*** DATA ***

pub mod screen;

use ratatui::{
    buffer::Buffer,
    layout::{Alignment, Constraint, Direction, Layout, Rect},
    style::{Color, Modifier, Style},
    text::{Line, Span},
    widgets::{Block, Borders, Paragraph, Widget},
    Frame,
};

use crate::{app::App, session::MAX_ROUNDS};

const HORIZONTAL_MARGIN: u16 = 5;
const VERTICAL_MARGIN: u16 = 1;
const HEADER_HEIGHT: u16 = 3;

pub(crate) const ACCENT: Color = Color::Rgb(249, 115, 22);
pub(crate) const ALERT: Color = Color::Rgb(220, 38, 38);

pub(crate) fn bold() -> Style {
    Style::default().add_modifier(Modifier::BOLD)
}

pub(crate) fn accent_bold() -> Style {
    bold().fg(ACCENT)
}

pub(crate) fn dim_italic() -> Style {
    Style::default()
        .fg(Color::Gray)
        .add_modifier(Modifier::ITALIC | Modifier::DIM)
}

/// Render the whole app into a frame
pub fn draw(app: &App, f: &mut Frame) {
    f.render_widget(app, f.area());
}

impl Widget for &App {
    fn render(self, area: Rect, buf: &mut Buffer) {
        let chunks = Layout::default()
            .direction(Direction::Vertical)
            .constraints([
                Constraint::Length(HEADER_HEIGHT),
                Constraint::Min(0),
                Constraint::Length(1), // status line
            ])
            .split(area);

        render_header(self, chunks[0], buf);

        let body = Layout::default()
            .direction(Direction::Vertical)
            .horizontal_margin(HORIZONTAL_MARGIN)
            .vertical_margin(VERTICAL_MARGIN)
            .constraints([Constraint::Min(0)])
            .split(chunks[1])[0];

        screen::current_screen(self).render(self, body, buf);

        if let Some(status) = &self.status {
            Paragraph::new(Span::styled(status.as_str(), dim_italic()))
                .alignment(Alignment::Center)
                .render(chunks[2], buf);
        }
    }
}

fn render_header(app: &App, area: Rect, buf: &mut Buffer) {
    let title = Line::from(vec![
        Span::styled("PULSE", accent_bold()),
        Span::styled("POWER", bold().fg(ALERT)),
        Span::raw("   "),
        Span::styled(
            format!(
                "Cycle {}/{}",
                app.workout.session().session_count(),
                MAX_ROUNDS
            ),
            accent_bold(),
        ),
    ]);

    Paragraph::new(title)
        .alignment(Alignment::Center)
        .block(Block::default().borders(Borders::BOTTOM))
        .render(area, buf);
}

/// Vertically centre `height` rows inside `area`
pub(crate) fn centered(area: Rect, height: u16) -> Rect {
    let height = height.min(area.height);
    let top = (area.height - height) / 2;
    Rect::new(area.x, area.y + top, area.width, height)
}

#[cfg(test)]
pub(crate) mod tests {
    use super::*;
    use crate::access::OpenGate;
    use crate::audio::RecordingCueSink;
    use crate::exercise::default_catalog;
    use crate::workout::Workout;

    pub(crate) fn test_app() -> App {
        let workout = Workout::new(default_catalog(), Box::new(RecordingCueSink::new()));
        App::new(workout, Box::new(OpenGate))
    }

    pub(crate) fn render_to_string(app: &App, width: u16, height: u16) -> String {
        let area = Rect::new(0, 0, width, height);
        let mut buffer = Buffer::empty(area);
        app.render(area, &mut buffer);
        buffer
            .content()
            .iter()
            .map(|c| c.symbol())
            .collect::<String>()
    }

    #[test]
    fn header_shows_cycle() {
        let rendered = render_to_string(&test_app(), 80, 24);
        assert!(rendered.contains("PULSE"));
        assert!(rendered.contains("Cycle 1/3"));
    }

    #[test]
    fn status_line_is_rendered() {
        let mut app = test_app();
        app.status = Some("performance uploaded".to_string());
        let rendered = render_to_string(&app, 80, 24);
        assert!(rendered.contains("performance uploaded"));
    }

    #[test]
    fn tiny_areas_do_not_panic() {
        let app = test_app();
        for (w, h) in [(1, 1), (10, 3), (20, 5), (200, 60)] {
            render_to_string(&app, w, h);
        }
    }

    #[test]
    fn centered_clamps_to_area() {
        let area = Rect::new(0, 0, 10, 4);
        assert_eq!(centered(area, 2), Rect::new(0, 1, 10, 2));
        assert_eq!(centered(area, 10), area);
    }

    #[test]
    fn draw_into_test_backend() {
        use ratatui::{backend::TestBackend, Terminal};

        let app = test_app();
        let mut terminal = Terminal::new(TestBackend::new(80, 24)).unwrap();
        terminal.draw(|f| draw(&app, f)).unwrap();
        let rendered = terminal
            .backend()
            .buffer()
            .content()
            .iter()
            .map(|c| c.symbol())
            .collect::<String>();
        assert!(rendered.contains("MEASURE PULSE"));
    }
}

*** End of DATA ***

Please transcribe the whole listing exactly as it stands.

pub mod screen;

use ratatui::{
    buffer::Buffer,
    layout::{Alignment, Constraint, Direction, Layout, Rect},
    style::{Color, Modifier, Style},
    text::{Line, Span},
    widgets::{Block, Borders, Paragraph, Widget},
    Frame,
};

use crate::{app::App, session::MAX_ROUNDS};

const HORIZONTAL_MARGIN: u16 = 5;
const VERTICAL_MARGIN: u16 = 1;
const HEADER_HEIGHT: u16 = 3;

pub(crate) const ACCENT: Color = Color::Rgb(249, 115, 22);
pub(crate) const ALERT: Color = Color::Rgb(220, 38, 38);

pub(crate) fn bold() -> Style {
    Style::default().add_modifier(Modifier::BOLD)
}

pub(crate) fn accent_bold() -> Style {
    bold().fg(ACCENT)
}

pub(crate) fn dim_italic() -> Style {
    Style::default()
        .fg(Color::Gray)
        .add_modifier(Modifier::ITALIC | Modifier::DIM)
}

/// Render the whole app into a frame
pub fn draw(app: &App, f: &mut Frame) {
    f.render_widget(app, f.area());
}

impl Widget for &App {
    fn render(self, area: Rect, buf: &mut Buffer) {
        let chunks = Layout::default()
            .direction(Direction::Vertical)
            .constraints([
                Constraint::Length(HEADER_HEIGHT),
                Constraint::Min(0),
                Constraint::Length(1), // status line
            ])
            .split(area);

        render_header(self, chunks[0], buf);

        let body = Layout::default()
            .direction(Direction::Vertical)
            .horizontal_margin(HORIZONTAL_MARGIN)
            .vertical_margin(VERTICAL_MARGIN)
            .constraints([Constraint::Min(0)])
            .split(chunks[1])[0];

        screen::current_screen(self).render(self, body, buf);

        if let Some(status) = &self.status {
            Paragraph::new(Span::styled(status.as_str(), dim_italic()))
                .alignment(Alignment::Center)
                .render(chunks[2], buf);
        }
    }
}

fn render_header(app: &App, area: Rect, buf: &mut Buffer) {
    let title = Line::from(vec![
        Span::styled("PULSE", accent_bold()),
        Span::styled("POWER", bold().fg(ALERT)),
        Span::raw("   "),
        Span::styled(
            format!(
                "Cycle {}/{}",
                app.workout.session().session_count(),
                MAX_ROUNDS
            ),
            accent_bold(),
        ),
    ]);

    Paragraph::new(title)
        .alignment(Alignment::Center)
        .block(Block::default().borders(Borders::BOTTOM))
        .render(area, buf);
}

/// Vertically centre `height` rows inside `area`
pub(crate) fn centered(area: Rect, height: u16) -> Rect {
    let height = height.min(area.height);
    let top = (area.height - height) / 2;
    Rect::new(area.x, area.y + top, area.width, height)
}

#[cfg(test)]
pub(crate) mod tests {
    use super::*;
    use crate::access::OpenGate;
    use crate::audio::RecordingCueSink;
    use crate::exercise::default_catalog;
    use crate::workout::Workout;

    pub(crate) fn test_app() -> App {
        let workout = Workout::new(default_catalog(), Box::new(RecordingCueSink::new()));
        App::new(workout, Box::new(OpenGate))
    }

    pub(crate) fn render_to_string(app: &App, width: u16, height: u16) -> String {
        let area = Rect::new(0, 0, width, height);
        let mut buffer = Buffer::empty(area);
        app.render(area, &mut buffer);
        buffer
            .content()
            .iter()
            .map(|c| c.symbol())
            .collect::<String>()
    }

    #[test]
    fn header_shows_cycle() {
        let rendered = render_to_string(&test_app(), 80, 24);
        assert!(rendered.contains("PULSE"));
        assert!(rendered.contains("Cycle 1/3"));
    }

    #[test]
    fn status_line_is_rendered() {
        let mut app = test_app();
        app.status = Some("performance uploaded".to_string());
        let rendered = render_to_string(&app, 80, 24);
        assert!(rendered.contains("performance uploaded"));
    }

    #[test]
    fn tiny_areas_do_not_panic() {
        let app = test_app();
        for (w, h) in [(1, 1), (10, 3), (20, 5), (200, 60)] {
            render_to_string(&app, w, h);
        }
    }

    #[test]
    fn centered_clamps_to_area() {
        let area = Rect::new(0, 0, 10, 4);
        assert_eq!(centered(area, 2), Rect::new(0, 1, 10, 2));
        assert_eq!(centered(area, 10), area);
    }

    #[test]
    fn draw_into_test_backend() {
        use ratatui::{backend::TestBackend, Terminal};

        let app = test_app();
        let mut terminal = Terminal::new(TestBackend::new(80, 24)).unwrap();
        terminal.draw(|f| draw(&app, f)).unwrap();
        let rendered = terminal
            .backend()
            .buffer()
            .content()
            .iter()
            .map(|c| c.symbol())
            .collect::<String>();
        assert!(rendered.contains("MEASURE PULSE"));
    }
}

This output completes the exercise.